use std::path::{Path, PathBuf};
use std::time::Duration;

use async_trait::async_trait;
use serde::{Deserialize, Serialize};
use tokio::io::AsyncWriteExt;
use tracing::{debug, info};

use crate::config::LoadModelOptions;
use crate::{EmberError, Result};

/// Metadata for a model file that is known to exist on disk.
#[derive(Debug, Clone, PartialEq, Eq)]
pub struct ResolvedModel {
    /// Model name as requested, suffix included.
    pub name: String,
    /// File name within the models directory.
    pub file_name: String,
    /// Absolute path of the model file.
    pub path: PathBuf,
    /// Source url, when the file was (or could be) downloaded.
    pub url: Option<String>,
}

/// One entry of the remote model registry.
#[derive(Debug, Clone, PartialEq, Serialize, Deserialize)]
pub struct ModelDescriptor {
    #[serde(default)]
    pub name: String,
    pub filename: String,
    #[serde(default, skip_serializing_if = "Option::is_none")]
    pub url: Option<String>,
    #[serde(default, skip_serializing_if = "Option::is_none")]
    pub description: Option<String>,
    #[serde(default, skip_serializing_if = "Option::is_none")]
    pub filesize: Option<u64>,
}

/// Maps a model name to a usable local file, downloading when permitted.
#[async_trait]
pub trait ModelResolver: Send + Sync {
    async fn resolve(&self, model_name: &str, options: &LoadModelOptions) -> Result<ResolvedModel>;
}

/// Strip url query/fragment and path separators so a remote file name is safe
/// to create inside the models directory.
pub(crate) fn sanitize_file_name(file_name: &str) -> Result<String> {
    let trimmed = file_name.trim();
    let no_query = trimmed.split('?').next().unwrap_or(trimmed);
    let no_fragment = no_query.split('#').next().unwrap_or(no_query);
    let flattened = no_fragment
        .trim_start_matches('/')
        .replace('\\', "/")
        .replace('/', "__");

    let mut sanitized = String::with_capacity(flattened.len());
    for ch in flattened.chars() {
        let invalid = matches!(ch, '<' | '>' | ':' | '"' | '|' | '?' | '*');
        if invalid || ch.is_control() {
            sanitized.push('_');
        } else {
            sanitized.push(ch);
        }
    }
    while sanitized.ends_with('.') || sanitized.ends_with(' ') {
        sanitized.pop();
    }

    if sanitized.is_empty() {
        return Err(EmberError::Config(format!(
            "invalid model file name {file_name:?}"
        )));
    }
    Ok(sanitized)
}

fn file_has_content(path: &Path) -> bool {
    std::fs::metadata(path)
        .map(|metadata| metadata.len() > 0)
        .unwrap_or(false)
}

/// Resolver backed by a models directory and a plain HTTP host.
///
/// A model resolves to its cached file when one exists; otherwise the file is
/// fetched from `<base_url>/<file>` when downloads are allowed. Downloads go
/// to a `.tmp` sibling first and are renamed into place once the byte count
/// matches the advertised length. No resume and no checksum verification.
#[derive(Clone)]
pub struct HttpResolver {
    http: reqwest::Client,
    base_url: String,
    registry_url: String,
}

const DEFAULT_BASE_URL: &str = "https://gpt4all.io/models/gguf";
const DEFAULT_REGISTRY_URL: &str = "https://gpt4all.io/models/models3.json";

impl HttpResolver {
    pub fn new() -> Self {
        let http = reqwest::Client::builder()
            // Model files run into the gigabytes.
            .timeout(Duration::from_secs(3600))
            .build()
            .expect("reqwest client build should not fail");

        Self {
            http,
            base_url: DEFAULT_BASE_URL.to_string(),
            registry_url: DEFAULT_REGISTRY_URL.to_string(),
        }
    }

    pub fn with_base_url(mut self, base_url: impl Into<String>) -> Self {
        self.base_url = base_url.into();
        self
    }

    pub fn with_registry_url(mut self, registry_url: impl Into<String>) -> Self {
        self.registry_url = registry_url.into();
        self
    }

    fn download_url(&self, file_name: &str) -> String {
        format!("{}/{file_name}", self.base_url.trim_end_matches('/'))
    }

    /// Fetch the remote model registry.
    pub async fn remote_listing(&self) -> Result<Vec<ModelDescriptor>> {
        let response = self.http.get(&self.registry_url).send().await?;
        let status = response.status();
        if !status.is_success() {
            return Err(EmberError::Download {
                status,
                url: self.registry_url.clone(),
            });
        }
        Ok(response.json::<Vec<ModelDescriptor>>().await?)
    }

    async fn download(&self, url: &str, target: &Path) -> Result<()> {
        info!(url, target = %target.display(), "downloading model");

        let response = self.http.get(url).send().await?;
        let status = response.status();
        if !status.is_success() {
            return Err(EmberError::Download {
                status,
                url: url.to_string(),
            });
        }
        let expected = response.content_length();

        let tmp_path = target.with_extension("gguf.tmp");
        let mut tmp_file = tokio::fs::File::create(&tmp_path).await?;

        let mut response = response;
        let mut downloaded: u64 = 0;
        let outcome: Result<()> = async {
            while let Some(chunk) = response.chunk().await? {
                tmp_file.write_all(&chunk).await?;
                downloaded += chunk.len() as u64;
            }
            tmp_file.flush().await?;
            Ok(())
        }
        .await;

        if let Err(err) = outcome {
            let _ = tokio::fs::remove_file(&tmp_path).await;
            return Err(err);
        }

        if let Some(expected) = expected {
            if downloaded != expected {
                let _ = tokio::fs::remove_file(&tmp_path).await;
                return Err(EmberError::Config(format!(
                    "incomplete download of {url}: got {downloaded} bytes, expected {expected}"
                )));
            }
        }

        tokio::fs::rename(&tmp_path, target).await?;
        info!(target = %target.display(), bytes = downloaded, "download complete");
        Ok(())
    }
}

impl Default for HttpResolver {
    fn default() -> Self {
        Self::new()
    }
}

#[async_trait]
impl ModelResolver for HttpResolver {
    async fn resolve(&self, model_name: &str, options: &LoadModelOptions) -> Result<ResolvedModel> {
        let file_name = sanitize_file_name(model_name)?;
        let path = options.model_path.join(&file_name);
        let url = self.download_url(&file_name);

        if file_has_content(&path) {
            debug!(model = model_name, path = %path.display(), "model cached locally");
            return Ok(ResolvedModel {
                name: model_name.to_string(),
                file_name,
                path,
                url: Some(url),
            });
        }

        if !options.allow_download {
            return Err(EmberError::ModelNotFound {
                name: model_name.to_string(),
            });
        }

        tokio::fs::create_dir_all(&options.model_path).await?;
        self.download(&url, &path).await?;

        Ok(ResolvedModel {
            name: model_name.to_string(),
            file_name,
            path,
            url: Some(url),
        })
    }
}
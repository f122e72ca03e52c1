//! SAT Oracle Interface.
//!
//! The repair engine consumes an external SAT engine through
//! [`SatSolverContext`]: clause enumeration, literal truth queries,
//! incremental variable and clause creation, the set of currently falsified
//! clauses, and the model callback. [`MemorySat`] is an in-memory,
//! assignment-driven implementation used by hosts embedding the engine
//! without a full SAT local-search core, and by the test suite.

use crate::literal::{Lit, Var};
use crate::model::Model;
use crate::worklist::IndexedSet;
use smallvec::SmallVec;

/// One clause of the Boolean skeleton.
#[derive(Debug, Clone)]
pub struct ClauseInfo {
    /// Literals of the clause.
    pub lits: SmallVec<[Lit; 4]>,
    /// Soft weight used by scoring hooks.
    pub weight: f64,
}

impl ClauseInfo {
    /// Create a clause with unit weight.
    #[must_use]
    pub fn new(lits: &[Lit]) -> Self {
        Self {
            lits: lits.into(),
            weight: 1.0,
        }
    }

    /// True iff this is a singleton clause.
    #[must_use]
    pub fn is_unit(&self) -> bool {
        self.lits.len() == 1
    }
}

/// Contract the repair engine requires from the external SAT engine.
pub trait SatSolverContext {
    /// The current CNF skeleton.
    fn clauses(&self) -> &[ClauseInfo];

    /// A clause by index.
    fn get_clause(&self, idx: usize) -> &ClauseInfo {
        &self.clauses()[idx]
    }

    /// Indices of clauses mentioning `lit`.
    fn get_use_list(&self, lit: Lit) -> &[usize];

    /// Truth of a literal under the current assignment.
    fn is_true(&self, lit: Lit) -> bool;

    /// Number of allocated Boolean variables.
    fn num_vars(&self) -> usize;

    /// Indices of currently falsified clauses. Non-empty aborts the outer
    /// check loop.
    fn unsat(&self) -> &IndexedSet;

    /// Allocate a fresh Boolean variable.
    fn add_var(&mut self) -> Var;

    /// Add a clause over existing variables.
    fn add_clause(&mut self, lits: &[Lit]);

    /// Called exactly once when a full model has been found.
    fn on_model(&mut self, model: &Model);

    /// Flip a variable's assignment. Scoring hook; oracles that do not
    /// support search moves may ignore it.
    fn flip(&mut self, var: Var);

    /// Move reward of flipping `var`. Scoring hook.
    fn reward(&self, _var: Var) -> f64 {
        0.0
    }

    /// Soft weight of a clause. Scoring hook.
    fn get_weight(&self, idx: usize) -> f64 {
        self.clauses()[idx].weight
    }
}

/// An assignment-driven SAT oracle.
///
/// The host (or test) owns the assignment: set variable phases with
/// [`MemorySat::set_value`] or let the engine's plugins call `flip`. Clause
/// satisfaction counts are maintained incrementally so `unsat()` is O(1).
#[derive(Debug, Default)]
pub struct MemorySat {
    clauses: Vec<ClauseInfo>,
    assignment: Vec<bool>,
    /// Clause indices per literal index.
    use_lists: Vec<Vec<usize>>,
    /// Number of true literals per clause.
    true_counts: Vec<usize>,
    falsified: IndexedSet,
    model: Option<Model>,
    model_calls: usize,
}

impl MemorySat {
    /// Create an empty oracle.
    #[must_use]
    pub fn new() -> Self {
        Self::default()
    }

    /// Set the phase of a variable, updating falsified-clause bookkeeping.
    pub fn set_value(&mut self, var: Var, value: bool) {
        let idx = var.index() as usize;
        assert!(idx < self.assignment.len(), "unallocated variable");
        if self.assignment[idx] != value {
            self.flip_internal(var);
        }
    }

    /// The last model delivered through `on_model`, if any.
    #[must_use]
    pub fn model(&self) -> Option<&Model> {
        self.model.as_ref()
    }

    /// How many times `on_model` has fired.
    #[must_use]
    pub fn model_calls(&self) -> usize {
        self.model_calls
    }

    fn lit_is_true(&self, lit: Lit) -> bool {
        self.assignment[lit.var().index() as usize] == lit.is_pos()
    }

    fn flip_internal(&mut self, var: Var) {
        let idx = var.index() as usize;
        self.assignment[idx] = !self.assignment[idx];
        let became_true = if self.assignment[idx] {
            Lit::pos(var)
        } else {
            Lit::neg(var)
        };
        let became_false = !became_true;
        for &ci in &self.use_lists[became_true.index() as usize] {
            self.true_counts[ci] += 1;
            if self.true_counts[ci] == 1 {
                self.falsified.remove(ci as u32);
            }
        }
        for &ci in &self.use_lists[became_false.index() as usize] {
            self.true_counts[ci] -= 1;
            if self.true_counts[ci] == 0 {
                self.falsified.insert(ci as u32);
            }
        }
    }

    fn ensure_lit_slots(&mut self, lit: Lit) {
        let need = lit.index() as usize + 2;
        if self.use_lists.len() < need {
            self.use_lists.resize_with(need, Vec::new);
        }
    }
}

impl SatSolverContext for MemorySat {
    fn clauses(&self) -> &[ClauseInfo] {
        &self.clauses
    }

    fn get_use_list(&self, lit: Lit) -> &[usize] {
        self.use_lists
            .get(lit.index() as usize)
            .map_or(&[], Vec::as_slice)
    }

    fn is_true(&self, lit: Lit) -> bool {
        self.lit_is_true(lit)
    }

    fn num_vars(&self) -> usize {
        self.assignment.len()
    }

    fn unsat(&self) -> &IndexedSet {
        &self.falsified
    }

    fn add_var(&mut self) -> Var {
        let var = Var::new(self.assignment.len() as u32);
        self.assignment.push(false);
        self.ensure_lit_slots(Lit::neg(var));
        var
    }

    fn add_clause(&mut self, lits: &[Lit]) {
        let ci = self.clauses.len();
        let clause = ClauseInfo::new(lits);
        let mut true_count = 0;
        for &lit in &clause.lits {
            self.ensure_lit_slots(lit);
            self.use_lists[lit.index() as usize].push(ci);
            if self.lit_is_true(lit) {
                true_count += 1;
            }
        }
        self.true_counts.push(true_count);
        if true_count == 0 {
            self.falsified.insert(ci as u32);
        }
        self.clauses.push(clause);
    }

    fn on_model(&mut self, model: &Model) {
        self.model = Some(model.clone());
        self.model_calls += 1;
    }

    fn flip(&mut self, var: Var) {
        self.flip_internal(var);
    }
}

#[cfg(test)]
mod tests {
    use super::*;

    #[test]
    fn test_unsat_tracking() {
        let mut sat = MemorySat::new();
        let a = sat.add_var();
        let b = sat.add_var();
        sat.add_clause(&[Lit::pos(a), Lit::pos(b)]);
        // both false: clause falsified
        assert_eq!(sat.unsat().len(), 1);
        sat.set_value(b, true);
        assert!(sat.unsat().is_empty());
        sat.set_value(b, false);
        assert_eq!(sat.unsat().len(), 1);
    }

    #[test]
    fn test_use_lists() {
        let mut sat = MemorySat::new();
        let a = sat.add_var();
        sat.add_clause(&[Lit::pos(a)]);
        sat.add_clause(&[Lit::neg(a)]);
        assert_eq!(sat.get_use_list(Lit::pos(a)), &[0]);
        assert_eq!(sat.get_use_list(Lit::neg(a)), &[1]);
    }

    #[test]
    fn test_flip() {
        let mut sat = MemorySat::new();
        let a = sat.add_var();
        sat.add_clause(&[Lit::pos(a)]);
        assert!(!sat.is_true(Lit::pos(a)));
        sat.flip(a);
        assert!(sat.is_true(Lit::pos(a)));
        assert!(sat.unsat().is_empty());
    }

    #[test]
    fn test_unit_clause() {
        let clause = ClauseInfo::new(&[Lit::pos(Var::new(0))]);
        assert!(clause.is_unit());
    }
}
#####
• [Problem requirements]
Reproduce the material above exactly, beginning at its first line and ending with the line that holds "#[derive(Debug, Clone, PartialEq, Eq)]". Include nothing else.

• [Exercise solution]
use std::path::{Path, PathBuf};
use std::time::Duration;

use async_trait::async_trait;
use serde::{Deserialize, Serialize};
use tokio::io::AsyncWriteExt;
use tracing::{debug, info};

use crate::config::LoadModelOptions;
use crate::{EmberError, Result};

/// Metadata for a model file that is known to exist on disk.
#[derive(Debug, Clone, PartialEq, Eq)]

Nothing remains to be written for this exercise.